YAŞANAN YAZILMAZ MI?

Kazanın olduğu 1865 yılında, Dickens 53 yaşındadır ve sağlığı çok da parlak değildir. Gazeteci ve romancı olarak çalıştığı uzun yıllar boyunca tüyler ürpertici, korkunç olan hiçbir ayrıntıyı yazmaktan kaçınmamış bir büyük yazardır. 

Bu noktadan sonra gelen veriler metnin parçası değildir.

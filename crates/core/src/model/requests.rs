use std::collections::BTreeMap;

use crate::model::graph::NodeId;

/// Independent request streams. Each channel applies only its newest
/// response.
#[derive(Debug, Clone, Copy, PartialEq, Eq, Hash, PartialOrd, Ord)]
pub enum Channel {
    Files,
    FileContent,
    TraceEvents,
    Graph,
    /// Header preview text for one graph node.
    Preview(NodeId),
}

#[derive(Debug, Clone, Copy, PartialEq, Eq, Hash)]
pub struct RequestToken {
    pub channel: Channel,
    pub seq: u64,
}

/// Issues monotonically increasing tokens and remembers the newest one per
/// channel, so a slow response for a superseded request is discarded
/// instead of overwriting newer state.
#[derive(Debug, Clone, Default)]
pub struct RequestTracker {
    next_seq: u64,
    latest: BTreeMap<Channel, u64>,
}

impl RequestTracker {
    pub fn new() -> Self {
        Self::default()
    }

    /// Hand out the next token for `channel`. Any earlier token on the same
    /// channel stops being current, so its response will be dropped.
    pub fn issue(&mut self, channel: Channel) -> RequestToken {
        self.next_seq += 1;
        self.latest.insert(channel, self.next_seq);
        RequestToken {
            channel,
            seq: self.next_seq,
        }
    }

    pub fn is_current(&self, token: &RequestToken) -> bool {
        self.latest.get(&token.channel) == Some(&token.seq)
    }

    /// Accept `token`'s response if it is the newest for its channel.
    /// A channel completes at most once per issued token.
    pub fn complete(&mut self, token: &RequestToken) -> bool {
        if self.is_current(token) {
            self.latest.remove(&token.channel);
            true
        } else {
            false
        }
    }

    /// Forget any outstanding request on `channel`.
    pub fn retire(&mut self, channel: Channel) {
        self.latest.remove(&channel);
    }

    pub fn retire_previews(&mut self) {
        self.latest
            .retain(|channel, _| !matches!(channel, Channel::Preview(_)));
    }

    pub fn is_pending(&self, channel: Channel) -> bool {
        self.latest.contains_key(&channel)
    }

    pub fn pending(&self) -> usize {
        self.latest.len()
    }
}
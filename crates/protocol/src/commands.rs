use serde::{Deserialize, Serialize};

use crate::theme::ThemeToken;
use crate::types::{Point, Rect};

/// A single, stateless render instruction.
///
/// The graph canvas emits a `Vec<RenderCommand>` per frame. Renderers
/// (terminal cells, SVG) consume the list sequentially; each command carries
/// all the data it needs.
#[derive(Debug, Clone, PartialEq, Serialize, Deserialize)]
pub enum RenderCommand {
    /// Draw a filled rectangle, optionally with a one-line label and the id
    /// of the graph node it belongs to (for hit-testing).
    DrawRect {
        rect: Rect,
        color: ThemeToken,
        border_color: Option<ThemeToken>,
        label: Option<String>,
        node_id: Option<u64>,
    },

    /// Draw a text string; `position` is the top-left of the first glyph.
    DrawText {
        position: Point,
        text: String,
        color: ThemeToken,
    },

    /// Draw a line segment.
    DrawLine {
        from: Point,
        to: Point,
        color: ThemeToken,
        width: f64,
    },

    /// Push an affine transform (applied to all subsequent commands until
    /// the matching `PopTransform`).
    PushTransform { translate: Point, scale: Point },

    /// Pop the most recent transform.
    PopTransform,

    /// Begin a logical group (e.g. the edges layer, or one node box).
    BeginGroup { id: String, label: Option<String> },

    /// End the current group.
    EndGroup,
}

Yukarda anlattığım, kendi başından geçen gerçek olayı, hiçbir yerde yazmamıştır. Oysa zamanın ilk gerçek medya yıldızı ve çağdaş anlamda gerçekten ünlü ilk yazarıdır. Buna rağmen tren olayı ve Dickens’ın payı, hiçbir zaman duyulmaz, bilinmez. Elbette o yıllarda basın, bugün bildiğimiz kadar sulu, yılışık ve sararmış değildi; bunun da payı var. Olup bitenleri Dickens’ın yakın dostlarına yazdığı mektuplardan, polis kayıtlarından, tanıkların ifadelerinden öğreniyoruz yüz yıl sonra. Dickens, soruşturmaya katılmayı reddettiği gibi, o trendeki yolculardan biri olduğunun duyulmasını da engellemiş…” *

YİRMİ YIL OLMUŞ…

Okuduğunuz satırlar, can kardeşim Memet Baydur tarafından yazıldı ve Cumhuriyet gazetesindeki Kuşbakışı köşesinde yayımlandıktan birkaç ay sonra, tam olarak 24 Kasım 2001’de onu kaybettik. Yirmi yıl olmuş…

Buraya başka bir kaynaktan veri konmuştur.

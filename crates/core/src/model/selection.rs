use thorn_insight_protocol::FileId;
use tracing::debug;

use crate::model::code_window::CodeWindow;
use crate::model::trace::StageFilter;
use crate::span::GlobalSpan;

#[derive(Debug, Clone, Copy, Default, PartialEq, Eq, Hash)]
pub enum Tab {
    #[default]
    EventList,
    EventGraph,
}

impl Tab {
    pub fn label(&self) -> &'static str {
        match self {
            Tab::EventList => "Event List",
            Tab::EventGraph => "Event Graph",
        }
    }
}

/// Everything the three panels render from. Cloned as a whole when a
/// consistent snapshot is needed.
#[derive(Debug, Clone, Default, PartialEq, Eq)]
pub struct SelectionState {
    pub active_file: Option<FileId>,
    /// The span the user selected in the code; drives the trace query and
    /// graph containment highlighting.
    pub active_span: Option<GlobalSpan>,
    /// Span of the trace event (or graph node) the user picked.
    pub trace_event_span: Option<GlobalSpan>,
    /// Span the picked event refers to. Only set alongside
    /// `trace_event_span`.
    pub ref_span: Option<GlobalSpan>,
    pub stage_filter: StageFilter,
    pub selected_tab: Tab,
}

impl SelectionState {
    /// The `(primary, reference)` pair the code view highlights: a picked
    /// trace event if there is one, otherwise the active selection.
    pub fn code_highlight(&self) -> (Option<GlobalSpan>, Option<GlobalSpan>) {
        match self.trace_event_span {
            Some(span) => (Some(span), self.ref_span),
            None => (self.active_span, None),
        }
    }
}

/// Sole owner of [`SelectionState`] and the loaded [`CodeWindow`].
///
/// Every mutation goes through one of the methods below; each leaves the
/// state consistent and reports whether anything observable changed.
#[derive(Debug, Clone, Default)]
pub struct SelectionStore {
    state: SelectionState,
    window: Option<CodeWindow>,
}

impl SelectionStore {
    pub fn new() -> Self {
        Self::default()
    }

    pub fn state(&self) -> &SelectionState {
        &self.state
    }

    pub fn window(&self) -> Option<&CodeWindow> {
        self.window.as_ref()
    }

    /// Set the active span and drop any trace-event highlight. Returns
    /// `true` when the active span itself changed.
    pub fn select_primary_span(&mut self, span: GlobalSpan) -> bool {
        debug!(%span, "select primary span");
        self.clear_trace_highlight();
        let changed = self.state.active_span != Some(span);
        self.state.active_span = Some(span);
        changed
    }

    /// Highlight a picked trace event (or graph node) and the span it
    /// refers to. The active span is left alone, so the trace table and the
    /// graph's containment colors stay as they are.
    pub fn select_trace_event(&mut self, span: GlobalSpan, ref_span: Option<GlobalSpan>) {
        debug!(%span, ?ref_span, "select trace event");
        self.state.trace_event_span = Some(span);
        self.state.ref_span = ref_span;
    }

    pub fn clear_trace_highlight(&mut self) {
        self.state.trace_event_span = None;
        self.state.ref_span = None;
    }

    /// Returns `false` (and changes nothing) when `filter` is already active.
    pub fn set_stage_filter(&mut self, filter: StageFilter) -> bool {
        if self.state.stage_filter == filter {
            return false;
        }
        debug!(filter = filter.label(), "stage filter");
        self.state.stage_filter = filter;
        true
    }

    /// Switch files. The old window and every span expressed against it are
    /// dropped; the new window arrives through [`Self::load_window`].
    pub fn set_active_file(&mut self, file_id: FileId) {
        debug!(file_id, "active file");
        self.state.active_file = Some(file_id);
        self.state.active_span = None;
        self.clear_trace_highlight();
        self.window = None;
    }

    /// Install a loaded window. Ignored unless it belongs to the active file.
    pub fn load_window(&mut self, window: CodeWindow) -> bool {
        if self.state.active_file != Some(window.file_id()) {
            return false;
        }
        self.state.active_span = None;
        self.clear_trace_highlight();
        self.window = Some(window);
        true
    }

    pub fn set_tab(&mut self, tab: Tab) -> bool {
        let changed = self.state.selected_tab != tab;
        self.state.selected_tab = tab;
        changed
    }
}

#[cfg(test)]
mod tests {
    use super::*;
    use crate::model::trace::Stage;

    fn g(start: u64, end: u64) -> GlobalSpan {
        GlobalSpan::new(start, end).unwrap()
    }

    #[test]
    fn new_primary_span_clears_trace_highlight() {
        let mut store = SelectionStore::new();
        store.select_primary_span(g(1, 4));
        store.select_trace_event(g(2, 3), Some(g(10, 12)));
        assert_eq!(store.state().trace_event_span, Some(g(2, 3)));

        store.select_primary_span(g(5, 6));
        assert_eq!(store.state().active_span, Some(g(5, 6)));
        assert_eq!(store.state().trace_event_span, None);
        assert_eq!(store.state().ref_span, None);
    }

    #[test]
    fn trace_event_keeps_active_span() {
        let mut store = SelectionStore::new();
        store.select_primary_span(g(1, 4));
        store.select_trace_event(g(2, 3), None);
        assert_eq!(store.state().active_span, Some(g(1, 4)));
        assert_eq!(store.state().code_highlight(), (Some(g(2, 3)), None));
    }

    #[test]
    fn same_stage_filter_is_a_no_op() {
        let mut store = SelectionStore::new();
        assert!(!store.set_stage_filter(StageFilter::All));
        assert!(store.set_stage_filter(StageFilter::Only(Stage::Lexer)));
        assert!(!store.set_stage_filter(StageFilter::Only(Stage::Lexer)));
    }

    #[test]
    fn window_for_another_file_is_ignored() {
        let mut store = SelectionStore::new();
        store.set_active_file(2);
        let stale = CodeWindow::new(1, "old", g(0, 3));
        assert!(!store.load_window(stale));
        assert!(store.window().is_none());

        let fresh = CodeWindow::new(2, "new", g(3, 6));
        assert!(store.load_window(fresh));
        assert_eq!(store.window().map(CodeWindow::offset), Some(3));
    }

    #[test]
    fn switching_files_clears_spans() {
        let mut store = SelectionStore::new();
        store.set_active_file(0);
        store.select_primary_span(g(1, 2));
        store.select_trace_event(g(1, 2), Some(g(4, 5)));
        store.set_active_file(1);
        let state = store.state();
        assert_eq!(
            (state.active_span, state.trace_event_span, state.ref_span),
            (None, None, None)
        );
    }
}
//! Code panel: the loaded text split into plain and highlighted runs, plus
//! the caret geometry needed to turn a screen selection back into a span.

use crate::model::{CodeWindow, SelectionState};
use crate::span::{LocalSpan, SpanError};

#[derive(Debug, Clone, Copy, PartialEq, Eq, Hash)]
pub enum SegmentStyle {
    Plain,
    /// The active selection or picked trace event.
    Highlight,
    /// The span the picked trace event refers to.
    Reference,
}

#[derive(Debug, Clone, Copy, PartialEq, Eq)]
pub struct Segment<'a> {
    pub text: &'a str,
    pub style: SegmentStyle,
}

/// Split the window's text according to the state's code highlight.
///
/// Highlight spans are translated into the window's local coordinates
/// first; a span that does not fit the window is an error, not a garbled
/// render.
pub fn code_segments<'a>(
    window: &'a CodeWindow,
    state: &SelectionState,
) -> Result<Vec<Segment<'a>>, SpanError> {
    let (primary, reference) = state.code_highlight();
    let primary = primary.map(|s| window.to_local(s)).transpose()?;
    let reference = reference.map(|s| window.to_local(s)).transpose()?;
    Ok(split_segments(window.text(), primary, reference))
}

/// Cut `text` into `[pre, highlight, mid, reference, post]`-style runs.
///
/// Empty runs are omitted and adjacent runs of the same style merge, so a
/// single highlight yields at most three segments and a highlight followed
/// by a reference at most five. The spans may come in either order; where
/// they overlap the highlight wins. Callers guarantee both spans lie within
/// `text` on char boundaries.
pub fn split_segments<'a>(
    text: &'a str,
    highlight: Option<LocalSpan>,
    reference: Option<LocalSpan>,
) -> Vec<Segment<'a>> {
    let mut cuts = vec![0, text.len()];
    for span in highlight.iter().chain(reference.iter()) {
        cuts.push(span.start().min(text.len()));
        cuts.push(span.end().min(text.len()));
    }
    cuts.sort_unstable();
    cuts.dedup();

    let mut runs: Vec<(usize, usize, SegmentStyle)> = Vec::new();
    for pair in cuts.windows(2) {
        let (a, b) = (pair[0], pair[1]);
        let covers = |span: &Option<LocalSpan>| span.is_some_and(|s| s.start() <= a && b <= s.end());
        let style = if covers(&highlight) {
            SegmentStyle::Highlight
        } else if covers(&reference) {
            SegmentStyle::Reference
        } else {
            SegmentStyle::Plain
        };
        match runs.last_mut() {
            Some(last) if last.2 == style => last.1 = b,
            _ => runs.push((a, b, style)),
        }
    }

    runs.into_iter()
        .filter_map(|(a, b, style)| text.get(a..b).map(|text| Segment { text, style }))
        .collect()
}

/// Regroup segments into display lines, splitting runs at `\n`.
pub fn split_lines<'a>(segments: &[Segment<'a>]) -> Vec<Vec<Segment<'a>>> {
    let mut lines = vec![Vec::new()];
    for seg in segments {
        let mut parts = seg.text.split('\n').peekable();
        while let Some(part) = parts.next() {
            if let Some(line) = lines.last_mut()
                && !part.is_empty()
            {
                line.push(Segment {
                    text: part,
                    style: seg.style,
                });
            }
            if parts.peek().is_some() {
                lines.push(Vec::new());
            }
        }
    }
    lines
}

/// Maps between byte offsets and `(line, column)` positions of a text,
/// columns counted in chars.
#[derive(Debug, Clone)]
pub struct LineIndex {
    starts: Vec<usize>,
    len: usize,
}

impl LineIndex {
    pub fn new(text: &str) -> Self {
        let starts = std::iter::once(0)
            .chain(text.match_indices('\n').map(|(i, _)| i + 1))
            .collect();
        Self {
            starts,
            len: text.len(),
        }
    }

    pub fn line_count(&self) -> usize {
        self.starts.len()
    }

    /// Byte offset of `(line, column)`, clamped to the end of that line.
    pub fn offset(&self, text: &str, line: usize, column: usize) -> usize {
        let Some(&start) = self.starts.get(line) else {
            return self.len;
        };
        let end = self
            .starts
            .get(line + 1)
            .map_or(self.len, |next| next - 1);
        text.get(start..end)
            .and_then(|line| line.char_indices().nth(column))
            .map_or(end, |(i, _)| start + i)
    }

    /// `(line, column)` of a byte offset.
    pub fn position(&self, text: &str, offset: usize) -> (usize, usize) {
        let offset = offset.min(self.len);
        let line = self.starts.partition_point(|&s| s <= offset).saturating_sub(1);
        let start = self.starts[line];
        let column = text.get(start..offset).map_or(0, |s| s.chars().count());
        (line, column)
    }
}

#[cfg(test)]
mod tests {
    use super::*;
    use crate::span::GlobalSpan;

    fn l(start: usize, end: usize) -> Option<LocalSpan> {
        LocalSpan::new(start, end).ok()
    }

    fn texts<'a>(segments: &[Segment<'a>]) -> Vec<(&'a str, SegmentStyle)> {
        segments.iter().map(|s| (s.text, s.style)).collect()
    }

    #[test]
    fn no_highlight_is_raw_text() {
        let segs = split_segments("let x = 1;", None, None);
        assert_eq!(texts(&segs), vec![("let x = 1;", SegmentStyle::Plain)]);
    }

    #[test]
    fn highlight_and_reference_make_five_runs() {
        let segs = split_segments("let x = 1; x + 2", l(4, 5), l(11, 12));
        assert_eq!(
            texts(&segs),
            vec![
                ("let ", SegmentStyle::Plain),
                ("x", SegmentStyle::Highlight),
                (" = 1; ", SegmentStyle::Plain),
                ("x", SegmentStyle::Reference),
                (" + 2", SegmentStyle::Plain),
            ]
        );
    }

    #[test]
    fn reference_before_highlight_keeps_text_order() {
        let segs = split_segments("abcdef", l(4, 5), l(1, 2));
        assert_eq!(
            texts(&segs),
            vec![
                ("a", SegmentStyle::Plain),
                ("b", SegmentStyle::Reference),
                ("cd", SegmentStyle::Plain),
                ("e", SegmentStyle::Highlight),
                ("f", SegmentStyle::Plain),
            ]
        );
    }

    #[test]
    fn highlight_wins_where_spans_overlap() {
        let segs = split_segments("abcdef", l(1, 4), l(3, 6));
        assert_eq!(
            texts(&segs),
            vec![
                ("a", SegmentStyle::Plain),
                ("bcd", SegmentStyle::Highlight),
                ("ef", SegmentStyle::Reference),
            ]
        );
        let joined: String = segs.iter().map(|s| s.text).collect();
        assert_eq!(joined, "abcdef");
    }

    #[test]
    fn window_offset_applied_before_split() {
        let window = CodeWindow::new(
            0,
            "let x = 1;",
            GlobalSpan::new(100, 110).unwrap(),
        );
        let state = SelectionState {
            active_span: GlobalSpan::new(104, 105).ok(),
            ..SelectionState::default()
        };
        let segs = code_segments(&window, &state).unwrap();
        let pieces: Vec<&str> = segs.iter().map(|s| s.text).collect();
        assert_eq!(pieces, vec!["let ", "x", " = 1;"]);
    }

    #[test]
    fn highlight_outside_window_is_an_error() {
        let window = CodeWindow::new(
            0,
            "abc",
            GlobalSpan::new(10, 13).unwrap(),
        );
        let state = SelectionState {
            active_span: GlobalSpan::new(2, 4).ok(),
            ..SelectionState::default()
        };
        assert!(code_segments(&window, &state).is_err());
    }

    #[test]
    fn lines_split_inside_runs() {
        let segs = split_segments("ab\ncd\nef", l(1, 4), None);
        let lines = split_lines(&segs);
        assert_eq!(lines.len(), 3);
        assert_eq!(
            texts(&lines[0]),
            vec![("a", SegmentStyle::Plain), ("b", SegmentStyle::Highlight)]
        );
        assert_eq!(
            texts(&lines[1]),
            vec![("c", SegmentStyle::Highlight), ("d", SegmentStyle::Plain)]
        );
        assert_eq!(texts(&lines[2]), vec![("ef", SegmentStyle::Plain)]);
    }

    #[test]
    fn line_index_maps_both_ways() {
        let text = "fn main\n  é = 1\n";
        let idx = LineIndex::new(text);
        assert_eq!(idx.line_count(), 3);
        assert_eq!(idx.offset(text, 1, 2), 10);
        assert_eq!(idx.offset(text, 1, 3), 12, "é is two bytes");
        assert_eq!(idx.offset(text, 0, 99), 7, "clamped to line end");
        assert_eq!(idx.position(text, 12), (1, 3));
        assert_eq!(idx.position(text, text.len()), (2, 0));
    }
}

Memet’le aynı yıl, aynı kentte doğmuştuk. Karşılaştığımızda 35 yaşındaydık. Birbirimizi çok sevdik. Oysa her şeyde aynı düşünmez, anlaşmaz, hatta çekişirdik. Çok daha kültürlüydü benden. Hatta ve kuşkusuz, Türkiye’nin en bilgili insanıydı, diyebilirim.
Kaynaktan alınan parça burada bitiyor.